I am simulating data from a basic mixed effects model $$ y_{it}=\alpha_i+\beta_t+\gamma x_{it}+\varepsilon_{it}. $$ I then estimate a corresponding fixed effects model on the simulated data. I get good estimates for individual fixed effects but poor estimates for time fixed effects. Why could that be?

(Actually, the estimates of fixed effects are all biased. I am not worried about that as I think the location is not identified.)

enter image description here


R code:

#---------- Simulation

Set the number of individuals and the number of time periods:

n=100; T=100

Generate parameter values:

set.seed(1); alphas=runif(n=n,min=-1,max=1) set.seed(2); betas =runif(n=T,min=-1,max=1) gamma =1

Generate covariate x and error term eps

set.seed(3); x =rnorm(n=nT); X =matrix(x ,nrow=n,byrow=TRUE) set.seed(4); eps =rnorm(n=nT); Eps=matrix(eps,nrow=n,byrow=TRUE)

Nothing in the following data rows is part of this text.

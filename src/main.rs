//! Interactive Particle Field
//!
//! A full-window lattice of glowing points that scatter away from the cursor
//! and spring back to rest.

mod host;

use anyhow::Context;
use host::WinitHost;
use particle_renderer::FieldRenderer;
use particle_simulation::{FieldParams, FieldView, ListenerKind};
use std::collections::VecDeque;
use std::sync::Arc;
use std::time::Instant;
use winit::{
    application::ApplicationHandler,
    event::*,
    event_loop::{ActiveEventLoop, ControlFlow, EventLoop},
    keyboard::{KeyCode, PhysicalKey},
    window::{Window, WindowId},
};

/// Environment variable naming a JSON file with [`FieldParams`] overrides
const CONFIG_ENV: &str = "PARTICLE_FIELD_CONFIG";

fn load_params() -> FieldParams {
    let Ok(path) = std::env::var(CONFIG_ENV) else {
        return FieldParams::default();
    };

    match FieldParams::load(&path) {
        Ok(params) => {
            log::info!("✓ Loaded field parameters from {}", path);
            params
        }
        Err(e) => {
            log::warn!("Could not load {} ({:#}), using defaults", path, e);
            FieldParams::default()
        }
    }
}

struct GpuState {
    surface: wgpu::Surface<'static>,
    device: wgpu::Device,
    queue: wgpu::Queue,
    config: wgpu::SurfaceConfiguration,
    scale_factor: f64,

    renderer: FieldRenderer,

    frame_times: VecDeque<f32>,
    last_frame_time: Instant,
}

impl GpuState {
    async fn new(window: Arc<Window>) -> anyhow::Result<Self> {
        let size = window.inner_size();

        let instance = wgpu::Instance::new(&wgpu::InstanceDescriptor {
            backends: wgpu::Backends::PRIMARY,
            ..Default::default()
        });

        let surface = instance
            .create_surface(window.clone())
            .context("creating window surface")?;

        let adapter = instance
            .request_adapter(&wgpu::RequestAdapterOptions {
                power_preference: wgpu::PowerPreference::LowPower,
                compatible_surface: Some(&surface),
                force_fallback_adapter: false,
            })
            .await
            .context("requesting adapter")?;

        log::info!("✓ Using GPU: {}", adapter.get_info().name);

        let (device, queue) = adapter
            .request_device(&wgpu::DeviceDescriptor {
                label: Some("Device"),
                required_features: wgpu::Features::empty(),
                required_limits: wgpu::Limits::default(),
                memory_hints: wgpu::MemoryHints::default(),
                experimental_features: wgpu::ExperimentalFeatures::default(),
                trace: wgpu::Trace::Off,
            })
            .await
            .context("requesting device")?;

        let surface_caps = surface.get_capabilities(&adapter);
        let surface_format = surface_caps
            .formats
            .iter()
            .find(|f| f.is_srgb())
            .or_else(|| surface_caps.formats.first())
            .copied()
            .context("surface reports no supported formats")?;
        let alpha_mode = surface_caps
            .alpha_modes
            .first()
            .copied()
            .unwrap_or(wgpu::CompositeAlphaMode::Auto);

        let config = wgpu::SurfaceConfiguration {
            usage: wgpu::TextureUsages::RENDER_ATTACHMENT,
            format: surface_format,
            width: size.width.max(1),
            height: size.height.max(1),
            // One update per display refresh.
            present_mode: wgpu::PresentMode::AutoVsync,
            alpha_mode,
            view_formats: vec![],
            desired_maximum_frame_latency: 2,
        };
        surface.configure(&device, &config);

        let renderer = FieldRenderer::new(&device, config.format);
        log::info!("✓ Renderer initialized");

        Ok(Self {
            surface,
            device,
            queue,
            config,
            scale_factor: window.scale_factor(),
            renderer,
            frame_times: VecDeque::with_capacity(100),
            last_frame_time: Instant::now(),
        })
    }

    /// Surface size in logical pixels, the space particles live in
    fn logical_size(&self) -> (f32, f32) {
        (
            (self.config.width as f64 / self.scale_factor) as f32,
            (self.config.height as f64 / self.scale_factor) as f32,
        )
    }

    fn resize(&mut self, new_size: winit::dpi::PhysicalSize<u32>, scale_factor: f64) {
        self.scale_factor = scale_factor;
        if new_size.width > 0 && new_size.height > 0 {
            self.config.width = new_size.width;
            self.config.height = new_size.height;
            self.surface.configure(&self.device, &self.config);
        }
    }

    fn reconfigure(&mut self) {
        self.surface.configure(&self.device, &self.config);
    }

    /// Draw the field; returns (fps, average frame time in ms)
    fn render(
        &mut self,
        view: &FieldView,
    ) -> Result<(f32, f32), wgpu::SurfaceError> {
        let now = Instant::now();
        let frame_time = (now - self.last_frame_time).as_secs_f32() * 1000.0;
        self.last_frame_time = now;

        self.frame_times.push_back(frame_time);
        if self.frame_times.len() > 100 {
            self.frame_times.pop_front();
        }
        let avg_frame_time = self.frame_times.iter().sum::<f32>() / self.frame_times.len() as f32;
        let fps = 1000.0 / avg_frame_time.max(f32::EPSILON);

        let output = self.surface.get_current_texture()?;
        let target = output
            .texture
            .create_view(&wgpu::TextureViewDescriptor::default());

        let viewport = self.logical_size();
        self.renderer.render(
            &self.device,
            &self.queue,
            &target,
            view.particles(),
            viewport,
            view.field().params().layer_opacity,
        );

        output.present();
        Ok((fps, avg_frame_time))
    }
}

struct App {
    params: FieldParams,
    window: Option<Arc<Window>>,
    host: Option<WinitHost>,
    gpu_state: Option<GpuState>,
    view: Option<FieldView>,
}

impl App {
    fn new(params: FieldParams) -> Self {
        Self {
            params,
            window: None,
            host: None,
            gpu_state: None,
            view: None,
        }
    }

    /// Stop the frame loop and drop every listener
    fn unmount(&mut self) {
        if let (Some(view), Some(host)) = (self.view.take(), &mut self.host) {
            view.unmount(host);
            log::debug!(
                "after unmount: {} scheduled frames, {} listeners",
                host.scheduled_frames(),
                host.listener_count()
            );
        }
    }

    fn logical(&self, position: winit::dpi::PhysicalPosition<f64>) -> (f32, f32) {
        let scale = self.window.as_ref().map_or(1.0, |w| w.scale_factor());
        let logical = position.to_logical::<f64>(scale);
        (logical.x as f32, logical.y as f32)
    }
}

impl ApplicationHandler for App {
    fn resumed(&mut self, event_loop: &ActiveEventLoop) {
        if self.window.is_some() {
            return;
        }

        let window_attributes = Window::default_attributes()
            .with_title("Particle Field")
            .with_inner_size(winit::dpi::LogicalSize::new(1280, 800));

        let window = match event_loop.create_window(window_attributes) {
            Ok(window) => Arc::new(window),
            Err(e) => {
                log::error!("Failed to create window: {}", e);
                event_loop.exit();
                return;
            }
        };

        let gpu_state = match pollster::block_on(GpuState::new(window.clone())) {
            Ok(state) => Some(state),
            Err(e) => {
                log::warn!("Drawing surface unavailable: {:#}", e);
                None
            }
        };

        let mut host = WinitHost::new(window.clone());
        let viewport = gpu_state
            .as_ref()
            .map_or((0.0, 0.0), GpuState::logical_size);
        self.view = FieldView::mount(
            &mut host,
            gpu_state.is_some(),
            viewport,
            self.params.clone(),
        );

        self.window = Some(window);
        self.host = Some(host);
        self.gpu_state = gpu_state;
    }

    fn window_event(
        &mut self,
        event_loop: &ActiveEventLoop,
        _window_id: WindowId,
        event: WindowEvent,
    ) {
        match event {
            WindowEvent::CloseRequested
            | WindowEvent::KeyboardInput {
                event:
                    KeyEvent {
                        physical_key: PhysicalKey::Code(KeyCode::Escape),
                        state: ElementState::Pressed,
                        ..
                    },
                ..
            } => {
                self.unmount();
                event_loop.exit();
            }

            WindowEvent::Resized(physical_size) => {
                let scale = self.window.as_ref().map_or(1.0, |w| w.scale_factor());
                if let Some(gpu_state) = &mut self.gpu_state {
                    gpu_state.resize(physical_size, scale);
                }

                let listening = self
                    .host
                    .as_ref()
                    .is_some_and(|h| h.is_listening(ListenerKind::Resize));
                if let (true, Some(view)) = (listening, &mut self.view) {
                    let logical = physical_size.to_logical::<f64>(scale);
                    view.on_resize(logical.width as f32, logical.height as f32, Instant::now());
                }
            }

            WindowEvent::CursorMoved { position, .. } => {
                let (x, y) = self.logical(position);
                let listening = self
                    .host
                    .as_ref()
                    .is_some_and(|h| h.is_listening(ListenerKind::PointerMove));
                if let (true, Some(view)) = (listening, &mut self.view) {
                    view.on_pointer_move(x, y);
                }
            }

            WindowEvent::CursorLeft { .. } => {
                let listening = self
                    .host
                    .as_ref()
                    .is_some_and(|h| h.is_listening(ListenerKind::PointerLeave));
                if let (true, Some(view)) = (listening, &mut self.view) {
                    view.on_pointer_leave();
                }
            }

            WindowEvent::RedrawRequested => {
                let (Some(window), Some(host), Some(gpu_state), Some(view)) = (
                    &self.window,
                    &mut self.host,
                    &mut self.gpu_state,
                    &mut self.view,
                ) else {
                    return;
                };

                let Some(handle) = host.take_frame() else {
                    return;
                };
                if !view.on_frame(handle, Instant::now(), host) {
                    return;
                }

                let mut out_of_memory = false;

                match gpu_state.render(view) {
                    Ok((fps, frame_time)) => {
                        window.set_title(&format!(
                            "Particle Field - {:.0} FPS ({:.2}ms) - {} particles",
                            fps,
                            frame_time,
                            view.particles().len()
                        ));
                    }
                    Err(wgpu::SurfaceError::Lost | wgpu::SurfaceError::Outdated) => {
                        gpu_state.reconfigure()
                    }
                    Err(wgpu::SurfaceError::OutOfMemory) => {
                        log::error!("Surface out of memory, exiting");
                        out_of_memory = true;
                    }
                    Err(e) => log::warn!("Render error: {:?}", e),
                }

                if out_of_memory {
                    self.unmount();
                    event_loop.exit();
                }
            }

            _ => {}
        }
    }

    fn exiting(&mut self, _event_loop: &ActiveEventLoop) {
        self.unmount();
    }
}

fn main() -> anyhow::Result<()> {
    // Initialize logger (RUST_LOG=debug for verbose output)
    env_logger::Builder::from_env(env_logger::Env::default().default_filter_or("info")).init();

    log::info!("Starting particle field...");

    let params = load_params();

    let event_loop = EventLoop::new()?;
    event_loop.set_control_flow(ControlFlow::Wait);

    let mut app = App::new(params);
    event_loop.run_app(&mut app)?;
    Ok(())
}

Obtain the dependent variable y

Y=matrix(NA,ncol=T,nrow=n) for(i in 1:n){ for(t in 1:T){ Y[i,t]=alphas[i]+betas[t]+gamma*X[i,t]+Eps[i,t] } } y=c(t(Y))

Create identifiers of individuals (obj) and time periods (time)

obj =c(1,rep(0,T-1)); obj =rep(obj,n); obj =cumsum(obj) time=c(1:T); time=rep(time,n)

#---------- Fixed effects estimation

Estimate by accounting for the individual heterogeneity using a FE model

m3=lm(y~-1+factor(obj)+factor(time)+x) summary(m3)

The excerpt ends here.